Roadtrip por la costa paulista, parte I
Creo que una de las mejores formas de recorrer y conocer en profundidad una zona extensa es subiéndose a un auto y lanzándose por las carreteras y caminos locales. Si a esa experiencia le agregamos un buen soundtrack y mejor compañía, la sensación de libertad y felicidad es total.
Partí en Sao Paulo porque además de querer conocer esta mega ciudad, me reuní con Gustavo, mi buen amigo local que me inundó de datos claves para moverme y sacarle el máximo a esta ruta mucho más brasileña que internacional. Nos reunimos en el bar que está en la azotea del Hotel Unique, en el barrio de Jardín y, con esas vistas y una extraordinaria caipiroska en la mano me llevé la primera impresión del power brasileño: una ciudad interminable, sobrevolada por helicópteros que surcan el cielo.
Al día siguiente salí temprano a aplanar las calles y descubrir oasis como el Parque Ibirapuera, el Museo de Arte Contemporáneo de Sao Paulo –al nivel de los mejores de Europa– y el barrio de Liberdade, donde está la colonia japonesa más grande de Sudamérica o “japa”, como le llaman los paulistas. Pude entrar a sus típicas tiendas repletas de productos y decorativos asiáticos, y comer deliciosos rolls y sashimis en sus temakerías. Gustavo me contaba que la colonia japonesa local es tan grande que desde chico es muy común tener un amigo asiático, y que a los japa no le gusta que los metan en el mismo saco oriental por tener los ojos rasgados.

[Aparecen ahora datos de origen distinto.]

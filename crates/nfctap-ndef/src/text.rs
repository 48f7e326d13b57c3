//! RTD Text record payloads.
//!
//! ```text
//! +--------+------------------+----------------------+
//! | status | language (ASCII) | text (UTF-8/UTF-16)  |
//! +--------+------------------+----------------------+
//!   bit 7: UTF-16 flag
//!   bit 6: reserved, zero
//!   bits 5..0: language code length
//! ```

use nfctap_core::constants::DEFAULT_LANGUAGE;
use nfctap_core::{Error, NdefRecord, Result};

const UTF16_FLAG: u8 = 0x80;
const RESERVED_FLAG: u8 = 0x40;
const LANGUAGE_LENGTH_MASK: u8 = 0x3F;

/// Character encoding of the text portion.
#[derive(Debug, Clone, Copy, PartialEq, Eq)]
pub enum TextEncoding {
    Utf8,
    Utf16,
}

/// Decoded text record payload.
#[derive(Debug, Clone, PartialEq, Eq)]
pub struct TextRecord {
    pub language: String,
    pub text: String,
    pub encoding: TextEncoding,
}

impl TextRecord {
    /// UTF-8 text record in the given language.
    pub fn new(text: impl Into<String>, language: impl Into<String>) -> Self {
        Self {
            language: language.into(),
            text: text.into(),
            encoding: TextEncoding::Utf8,
        }
    }

    pub fn with_encoding(mut self, encoding: TextEncoding) -> Self {
        self.encoding = encoding;
        self
    }

    /// Encode into a record payload.
    ///
    /// # Errors
    ///
    /// Returns `Error::EncodingFailed` when the language code is empty,
    /// non-ASCII or longer than 63 bytes.
    pub fn encode(&self) -> Result<Vec<u8>> {
        let language = self.language.as_bytes();
        if language.is_empty() || !self.language.is_ascii() {
            return Err(Error::encoding_failed(format!(
                "invalid language code '{}'",
                self.language
            )));
        }
        if language.len() > LANGUAGE_LENGTH_MASK as usize {
            return Err(Error::encoding_failed(format!(
                "language code is {} bytes, limit is {}",
                language.len(),
                LANGUAGE_LENGTH_MASK
            )));
        }

        let mut status = language.len() as u8;
        let body = match self.encoding {
            TextEncoding::Utf8 => self.text.as_bytes().to_vec(),
            TextEncoding::Utf16 => {
                status |= UTF16_FLAG;
                self.text
                    .encode_utf16()
                    .flat_map(|unit| unit.to_be_bytes())
                    .collect()
            }
        };

        let mut payload = Vec::with_capacity(1 + language.len() + body.len());
        payload.push(status);
        payload.extend_from_slice(language);
        payload.extend_from_slice(&body);
        Ok(payload)
    }

    /// Decode a record payload.
    ///
    /// # Errors
    ///
    /// Returns `Error::MalformedPayload` if the payload is empty, the
    /// language length overruns it, or the text is not valid in the
    /// declared encoding.
    pub fn decode(payload: &[u8]) -> Result<Self> {
        let (&status, rest) = payload
            .split_first()
            .ok_or_else(|| Error::malformed_payload("text record payload is empty"))?;

        if status & RESERVED_FLAG != 0 {
            return Err(Error::malformed_payload(format!(
                "reserved bit set in status byte {status:#04x}"
            )));
        }

        let language_len = (status & LANGUAGE_LENGTH_MASK) as usize;
        if language_len > rest.len() {
            return Err(Error::malformed_payload(format!(
                "language code length {language_len} exceeds payload of {} bytes",
                rest.len()
            )));
        }
        let (language, body) = rest.split_at(language_len);
        let language = std::str::from_utf8(language)
            .map_err(|_| Error::malformed_payload("language code is not ASCII"))?
            .to_string();

        let (text, encoding) = if status & UTF16_FLAG != 0 {
            (decode_utf16(body)?, TextEncoding::Utf16)
        } else {
            let text = String::from_utf8(body.to_vec())
                .map_err(|e| Error::malformed_payload(format!("invalid UTF-8 text: {e}")))?;
            (text, TextEncoding::Utf8)
        };

        Ok(Self {
            language,
            text,
            encoding,
        })
    }
}

/// UTF-16 text, big-endian unless a byte order mark says otherwise.
fn decode_utf16(body: &[u8]) -> Result<String> {
    if body.len() % 2 != 0 {
        return Err(Error::malformed_payload(format!(
            "UTF-16 text has odd length {}",
            body.len()
        )));
    }

    let (little_endian, body) = match body {
        [0xFF, 0xFE, rest @ ..] => (true, rest),
        [0xFE, 0xFF, rest @ ..] => (false, rest),
        _ => (false, body),
    };

    let units: Vec<u16> = body
        .chunks_exact(2)
        .map(|pair| {
            let pair = [pair[0], pair[1]];
            if little_endian {
                u16::from_le_bytes(pair)
            } else {
                u16::from_be_bytes(pair)
            }
        })
        .collect();

    String::from_utf16(&units)
        .map_err(|e| Error::malformed_payload(format!("invalid UTF-16 text: {e}")))
}

/// Well-known text record in the default language, UTF-8.
pub fn text_record(text: &str) -> Result<NdefRecord> {
    let payload = TextRecord::new(text, DEFAULT_LANGUAGE).encode()?;
    Ok(NdefRecord::text(payload))
}

#[cfg(test)]
mod tests {
    use super::*;
    use nfctap_core::ErrorKind;
    use rstest::rstest;

    #[test]
    fn test_encode_hello() {
        let payload = TextRecord::new("hello", "en").encode().unwrap();
        assert_eq!(payload, b"\x02enhello");
    }

    #[test]
    fn test_decode_hello() {
        let record = TextRecord::decode(b"\x02enhello").unwrap();
        assert_eq!(record.language, "en");
        assert_eq!(record.text, "hello");
        assert_eq!(record.encoding, TextEncoding::Utf8);
    }

    #[test]
    fn test_utf16_roundtrip() {
        let record = TextRecord::new("olá", "pt-BR").with_encoding(TextEncoding::Utf16);
        let payload = record.encode().unwrap();
        assert_eq!(payload[0], UTF16_FLAG | 5);
        assert_eq!(TextRecord::decode(&payload).unwrap(), record);
    }

    #[test]
    fn test_utf16_little_endian_bom() {
        let payload = [0x82, b'e', b'n', 0xFF, 0xFE, b'h', 0x00, b'i', 0x00];
        assert_eq!(TextRecord::decode(&payload).unwrap().text, "hi");
    }

    #[rstest]
    #[case::empty(&[])]
    #[case::language_overrun(&[0x05, b'e', b'n'])]
    #[case::reserved_bit(&[0x42, b'e', b'n', b'x'])]
    #[case::invalid_utf8(&[0x02, b'e', b'n', 0xC3, 0x28])]
    #[case::odd_utf16(&[0x82, b'e', b'n', 0x00])]
    fn test_decode_malformed(#[case] payload: &[u8]) {
        let error = TextRecord::decode(payload).unwrap_err();
        assert_eq!(error.kind(), ErrorKind::MalformedPayload);
    }

    #[test]
    fn test_encode_rejects_long_language() {
        let language = "x".repeat(64);
        let error = TextRecord::new("hi", language).encode().unwrap_err();
        assert_eq!(error.kind(), ErrorKind::EncodingFailed);
    }

    #[test]
    fn test_encode_rejects_empty_language() {
        let error = TextRecord::new("hi", "").encode().unwrap_err();
        assert_eq!(error.kind(), ErrorKind::EncodingFailed);
    }

    #[test]
    fn test_text_record_is_well_known_text() {
        let record = text_record("meeting").unwrap();
        assert!(record.is_text());
        assert_eq!(record.payload, b"\x02enmeeting");
    }
}
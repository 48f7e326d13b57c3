//! Error types for radio operations.
//!
//! These errors describe what went wrong at the radio/tag level. The engine
//! folds them into [`nfctap_core::ErrorKind`] before they reach a caller.

/// Result type alias for radio operations.
pub type Result<T> = std::result::Result<T, HardwareError>;

/// Errors that can occur while talking to the radio or a presented tag.
#[derive(Debug, thiserror::Error)]
pub enum HardwareError {
    /// Radio is not connected or has been disconnected.
    #[error("Device disconnected: {device}")]
    Disconnected { device: String },

    /// Operation timed out after specified duration.
    #[error("Operation timeout after {duration_ms}ms")]
    Timeout { duration_ms: u64 },

    /// Operation is not supported by the radio or the negotiated technology.
    #[error("Unsupported operation: {operation}")]
    Unsupported { operation: String },

    /// Frame exchange with the tag failed.
    #[error("Communication error: {message}")]
    CommunicationError { message: String },

    /// Invalid data received from the radio.
    #[error("Invalid data: {message}")]
    InvalidData { message: String },

    /// Sector key was rejected.
    #[error("Authentication failed for sector {sector}")]
    AuthenticationFailed { sector: u8 },

    /// The tag left the field or no tag is active.
    #[error("Tag was lost")]
    TagLost,

    /// Tag memory is locked.
    #[error("Tag is read-only")]
    ReadOnly,

    /// Message does not fit in tag memory.
    #[error("Tag capacity exceeded: {required} bytes required, {available} available")]
    CapacityExceeded { required: usize, available: usize },

    /// A technology request is already pending on this radio.
    #[error("Radio is busy with another technology request")]
    Busy,

    /// PC/SC service error.
    #[cfg(feature = "hardware-pcsc")]
    #[error("PC/SC error: {0}")]
    Pcsc(#[from] pcsc::Error),
}

impl HardwareError {
    /// Create a new disconnected error.
    pub fn disconnected(device: impl Into<String>) -> Self {
        Self::Disconnected {
            device: device.into(),
        }
    }

    /// Create a new timeout error.
    pub fn timeout(duration_ms: u64) -> Self {
        Self::Timeout { duration_ms }
    }

    /// Create a new unsupported operation error.
    pub fn unsupported(operation: impl Into<String>) -> Self {
        Self::Unsupported {
            operation: operation.into(),
        }
    }

    /// Create a new communication error.
    pub fn communication(message: impl Into<String>) -> Self {
        Self::CommunicationError {
            message: message.into(),
        }
    }

    /// Create a new invalid data error.
    pub fn invalid_data(message: impl Into<String>) -> Self {
        Self::InvalidData {
            message: message.into(),
        }
    }

    /// Create a new authentication failure.
    pub fn authentication_failed(sector: u8) -> Self {
        Self::AuthenticationFailed { sector }
    }

    /// Create a new capacity error.
    pub fn capacity_exceeded(required: usize, available: usize) -> Self {
        Self::CapacityExceeded {
            required,
            available,
        }
    }
}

Todo esto era impresionante pero, como varios me dijeron, no es Brasil, así que luego de atravesar el incesante tráfico tomé el auto en Conghonas y rápidamente entré a la carretera de los inmigrantes para seguir a la costa por la carretera de alta velocidad. Atrás quedaron los tacos y el ruido de la ciudad, y sentí la sensación de ir a Viña.
Comienza el recorrido
Tras una hora y cuarto llegué a Guarujá, la playa más cercana a Sao Paulo, donde muchos pasan el fin de semana. Luego de comer en el excelente, pero muy caro, restaurant thai a la orilla de la playa, apagué la televisión y me entregué al descanso.
Allí el día parte temprano y no nada hay mejor que comenzar con un buen trote en sus anchas playas bajo un sol que pega con mucha fuerza, y luego agarrar la primera ola de todo el recorrido. La costa paulista es famosa por sus condiciones para el surf y por la gran cantidad de surfistas profesionales que ha visto nacer. Si saliendo del agua agarramos una cerveza helada y un buen plato de camarones para comerlos mirando el mar, seguro que ya “salvamos” el día.
En todo este trayecto es muy importante considerar que el cambio de dólares se hace sólo durante la semana y en los bancos. Para los fines de semana están los cajeros automáticos y los hoteles que en algunos casos pueden ayudar aunque con un tipo de cambio bastante menos atractivo.
Luego de más de una hora de viaje hacia el norte llegué a la playa de Juquehy, para ver los pequeños pueblos donde veranean los locales. Todo es sumamente brasileño y cualquier extranjero se siente como un visitante, lo que lo hace súper entretenido. Si bien Juquehy es la más pequeña y menos glamorosa de todas, se pueden ver las casas frente a la playa y por sus costados los accesos públicos para entrar a la playa, siempre provista de puestos con caipiriña, milho, coco helado y cientos de quitasoles y sillas para proteger a la gente del incesante calor e improvisar una buena conversación grupal.
La temperatura del agua es cálida y la geografía se compone de la llamada “mata atlántica” que son inmensos bosques que caen al mar y además forman grandes islotes en medio de la nada. El ambiente es muy familiar y de relajo total, y en ningún minuto escuché otro idioma que no fuera el portugués; realmente acá el turista es un extraño. El lugar es caro, pero se pueden encontrar restaurantes donde venden comida por kilo y buena comida en la playa.
Camburi, la siguiente playa, es la más glamorosa de todas. Desde el primer momento vi el diseño y buen gusto de sus casas, tiendas, galerías de arte y restaurantes, además de la belleza y buena onda de su gente; todos me sonreían y me preguntaban qué hacía ahí. Al poco rato me enamoré del lugar y me quise quedar, pero como todo viajero de tomo y lomo, debía continuar el descubrimiento.
Caía la tarde pero seguía templado, cuando el solo empezó a bajar. Allí me acordé del dato que me dio Gustavo y rápidamente partí a Toque Toque Pequeño, donde fui espectador en primera fila, y casi sin gente, de una de las puestas de sol más memorable que he tenido la oportunidad de ver.